→ **EXERCISE PROMPT**: The listing below needs to be copied in full, exactly.

------ INFORMATION ------

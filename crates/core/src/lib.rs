//! `shopattr-core` — domain foundation building blocks.
//!
//! This crate contains **pure domain** primitives (no host-framework concerns).

pub mod entity;
pub mod error;
pub mod id;
pub mod value_object;

pub use entity::Entity;
pub use error::{DomainError, DomainResult};
pub use id::AttributeCode;
pub use value_object::ValueObject;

------

→ **WRITTEN ANSWER**:
filename crates/core/src/lib.rs
//! `shopattr-core` — domain foundation building blocks.
//!
//! This crate contains **pure domain** primitives (no host-framework concerns).

pub mod entity;
pub mod error;
pub mod id;
pub mod value_object;

pub use entity::Entity;
pub use error::{DomainError, DomainResult};
pub use id::AttributeCode;
pub use value_object::ValueObject;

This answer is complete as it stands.